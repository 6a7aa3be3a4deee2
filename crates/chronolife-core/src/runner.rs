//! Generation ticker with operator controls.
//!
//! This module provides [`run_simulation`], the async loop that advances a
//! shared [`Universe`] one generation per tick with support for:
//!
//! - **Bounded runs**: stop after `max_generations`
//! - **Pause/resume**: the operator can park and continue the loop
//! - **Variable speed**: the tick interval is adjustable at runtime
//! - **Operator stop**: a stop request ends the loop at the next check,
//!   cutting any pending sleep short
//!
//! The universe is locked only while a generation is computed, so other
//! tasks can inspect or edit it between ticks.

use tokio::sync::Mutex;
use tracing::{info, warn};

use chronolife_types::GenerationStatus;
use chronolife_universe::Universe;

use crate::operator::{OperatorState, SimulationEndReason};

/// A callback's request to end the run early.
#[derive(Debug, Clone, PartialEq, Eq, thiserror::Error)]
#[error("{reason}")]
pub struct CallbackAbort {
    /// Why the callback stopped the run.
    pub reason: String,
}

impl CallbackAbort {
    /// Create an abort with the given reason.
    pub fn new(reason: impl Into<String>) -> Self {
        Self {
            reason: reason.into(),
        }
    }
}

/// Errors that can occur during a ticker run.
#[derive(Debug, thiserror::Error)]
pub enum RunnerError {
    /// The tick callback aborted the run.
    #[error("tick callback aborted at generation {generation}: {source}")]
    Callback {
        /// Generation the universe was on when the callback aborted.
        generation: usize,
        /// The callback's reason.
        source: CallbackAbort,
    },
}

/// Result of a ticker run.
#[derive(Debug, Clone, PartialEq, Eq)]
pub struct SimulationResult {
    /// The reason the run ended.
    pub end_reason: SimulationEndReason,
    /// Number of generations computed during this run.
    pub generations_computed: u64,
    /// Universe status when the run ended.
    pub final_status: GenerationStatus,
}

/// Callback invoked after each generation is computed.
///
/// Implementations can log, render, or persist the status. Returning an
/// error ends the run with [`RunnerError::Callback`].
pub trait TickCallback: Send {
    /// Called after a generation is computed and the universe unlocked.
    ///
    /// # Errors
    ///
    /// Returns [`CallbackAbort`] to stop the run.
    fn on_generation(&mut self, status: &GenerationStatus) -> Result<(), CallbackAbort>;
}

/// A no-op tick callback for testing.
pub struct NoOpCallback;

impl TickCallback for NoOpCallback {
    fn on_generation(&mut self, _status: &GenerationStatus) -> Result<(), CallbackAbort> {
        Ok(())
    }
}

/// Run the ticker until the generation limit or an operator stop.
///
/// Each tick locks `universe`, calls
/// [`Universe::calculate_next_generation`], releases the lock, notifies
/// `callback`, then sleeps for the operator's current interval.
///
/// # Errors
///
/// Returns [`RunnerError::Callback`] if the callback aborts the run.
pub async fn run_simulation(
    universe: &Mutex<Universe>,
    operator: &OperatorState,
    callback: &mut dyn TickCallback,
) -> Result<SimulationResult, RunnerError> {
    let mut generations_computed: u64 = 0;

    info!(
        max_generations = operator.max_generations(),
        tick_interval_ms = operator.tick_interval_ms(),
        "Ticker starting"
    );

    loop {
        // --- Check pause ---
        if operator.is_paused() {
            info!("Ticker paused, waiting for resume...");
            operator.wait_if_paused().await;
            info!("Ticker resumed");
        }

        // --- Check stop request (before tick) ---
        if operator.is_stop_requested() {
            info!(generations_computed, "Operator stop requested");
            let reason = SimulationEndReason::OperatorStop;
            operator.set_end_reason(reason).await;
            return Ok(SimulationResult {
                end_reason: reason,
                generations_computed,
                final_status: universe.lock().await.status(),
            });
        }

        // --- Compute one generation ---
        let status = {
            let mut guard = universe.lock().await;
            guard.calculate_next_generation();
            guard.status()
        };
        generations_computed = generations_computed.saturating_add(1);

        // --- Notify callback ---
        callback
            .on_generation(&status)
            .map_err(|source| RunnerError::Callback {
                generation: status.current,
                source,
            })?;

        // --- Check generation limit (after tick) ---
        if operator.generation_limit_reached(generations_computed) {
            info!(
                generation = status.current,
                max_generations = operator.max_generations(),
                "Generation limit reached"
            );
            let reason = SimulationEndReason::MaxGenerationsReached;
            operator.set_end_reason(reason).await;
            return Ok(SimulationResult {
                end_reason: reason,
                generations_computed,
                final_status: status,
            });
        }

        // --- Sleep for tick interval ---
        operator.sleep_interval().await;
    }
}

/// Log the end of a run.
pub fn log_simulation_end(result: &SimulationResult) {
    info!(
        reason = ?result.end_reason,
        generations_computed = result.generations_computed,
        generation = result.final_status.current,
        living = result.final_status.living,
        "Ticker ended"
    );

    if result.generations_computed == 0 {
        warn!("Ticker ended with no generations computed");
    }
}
#####
EXERCISE:
Without leaving anything out, repeat the data exactly.

OUTPUT OF THE TASK:
repository 6a7aa3be3a4deee2
filename crates/chronolife-core/src/runner.rs
//! Generation ticker with operator controls.
//!
//! This module provides [`run_simulation`], the async loop that advances a
//! shared [`Universe`] one generation per tick with support for:
//!
//! - **Bounded runs**: stop after `max_generations`
//! - **Pause/resume**: the operator can park and continue the loop
//! - **Variable speed**: the tick interval is adjustable at runtime
//! - **Operator stop**: a stop request ends the loop at the next check,
//!   cutting any pending sleep short
//!
//! The universe is locked only while a generation is computed, so other
//! tasks can inspect or edit it between ticks.

use tokio::sync::Mutex;
use tracing::{info, warn};

use chronolife_types::GenerationStatus;
use chronolife_universe::Universe;

use crate::operator::{OperatorState, SimulationEndReason};

/// A callback's request to end the run early.
#[derive(Debug, Clone, PartialEq, Eq, thiserror::Error)]
#[error("{reason}")]
pub struct CallbackAbort {
    /// Why the callback stopped the run.
    pub reason: String,
}

impl CallbackAbort {
    /// Create an abort with the given reason.
    pub fn new(reason: impl Into<String>) -> Self {
        Self {
            reason: reason.into(),
        }
    }
}

/// Errors that can occur during a ticker run.
#[derive(Debug, thiserror::Error)]
pub enum RunnerError {
    /// The tick callback aborted the run.
    #[error("tick callback aborted at generation {generation}: {source}")]
    Callback {
        /// Generation the universe was on when the callback aborted.
        generation: usize,
        /// The callback's reason.
        source: CallbackAbort,
    },
}

/// Result of a ticker run.
#[derive(Debug, Clone, PartialEq, Eq)]
pub struct SimulationResult {
    /// The reason the run ended.
    pub end_reason: SimulationEndReason,
    /// Number of generations computed during this run.
    pub generations_computed: u64,
    /// Universe status when the run ended.
    pub final_status: GenerationStatus,
}

/// Callback invoked after each generation is computed.
///
/// Implementations can log, render, or persist the status. Returning an
/// error ends the run with [`RunnerError::Callback`].
pub trait TickCallback: Send {
    /// Called after a generation is computed and the universe unlocked.
    ///
    /// # Errors
    ///
    /// Returns [`CallbackAbort`] to stop the run.
    fn on_generation(&mut self, status: &GenerationStatus) -> Result<(), CallbackAbort>;
}

/// A no-op tick callback for testing.
pub struct NoOpCallback;

impl TickCallback for NoOpCallback {
    fn on_generation(&mut self, _status: &GenerationStatus) -> Result<(), CallbackAbort> {
        Ok(())
    }
}

/// Run the ticker until the generation limit or an operator stop.
///
/// Each tick locks `universe`, calls
/// [`Universe::calculate_next_generation`], releases the lock, notifies
/// `callback`, then sleeps for the operator's current interval.
///
/// # Errors
///
/// Returns [`RunnerError::Callback`] if the callback aborts the run.
pub async fn run_simulation(
    universe: &Mutex<Universe>,
    operator: &OperatorState,
    callback: &mut dyn TickCallback,
) -> Result<SimulationResult, RunnerError> {
    let mut generations_computed: u64 = 0;

    info!(
        max_generations = operator.max_generations(),
        tick_interval_ms = operator.tick_interval_ms(),
        "Ticker starting"
    );

    loop {
        // --- Check pause ---
        if operator.is_paused() {
            info!("Ticker paused, waiting for resume...");
            operator.wait_if_paused().await;
            info!("Ticker resumed");
        }

        // --- Check stop request (before tick) ---
        if operator.is_stop_requested() {
            info!(generations_computed, "Operator stop requested");
            let reason = SimulationEndReason::OperatorStop;
            operator.set_end_reason(reason).await;
            return Ok(SimulationResult {
                end_reason: reason,
                generations_computed,
                final_status: universe.lock().await.status(),
            });
        }

        // --- Compute one generation ---
        let status = {
            let mut guard = universe.lock().await;
            guard.calculate_next_generation();
            guard.status()
        };
        generations_computed = generations_computed.saturating_add(1);

        // --- Notify callback ---
        callback
            .on_generation(&status)
            .map_err(|source| RunnerError::Callback {
                generation: status.current,
                source,
            })?;

        // --- Check generation limit (after tick) ---
        if operator.generation_limit_reached(generations_computed) {
            info!(
                generation = status.current,
                max_generations = operator.max_generations(),
                "Generation limit reached"
            );
            let reason = SimulationEndReason::MaxGenerationsReached;
            operator.set_end_reason(reason).await;
            return Ok(SimulationResult {
                end_reason: reason,
                generations_computed,
                final_status: status,
            });
        }

        // --- Sleep for tick interval ---
        operator.sleep_interval().await;
    }
}

/// Log the end of a run.
pub fn log_simulation_end(result: &SimulationResult) {
    info!(
        reason = ?result.end_reason,
        generations_computed = result.generations_computed,
        generation = result.final_status.current,
        living = result.final_status.living,
        "Ticker ended"
    );

    if result.generations_computed == 0 {
        warn!("Ticker ended with no generations computed");
    }
}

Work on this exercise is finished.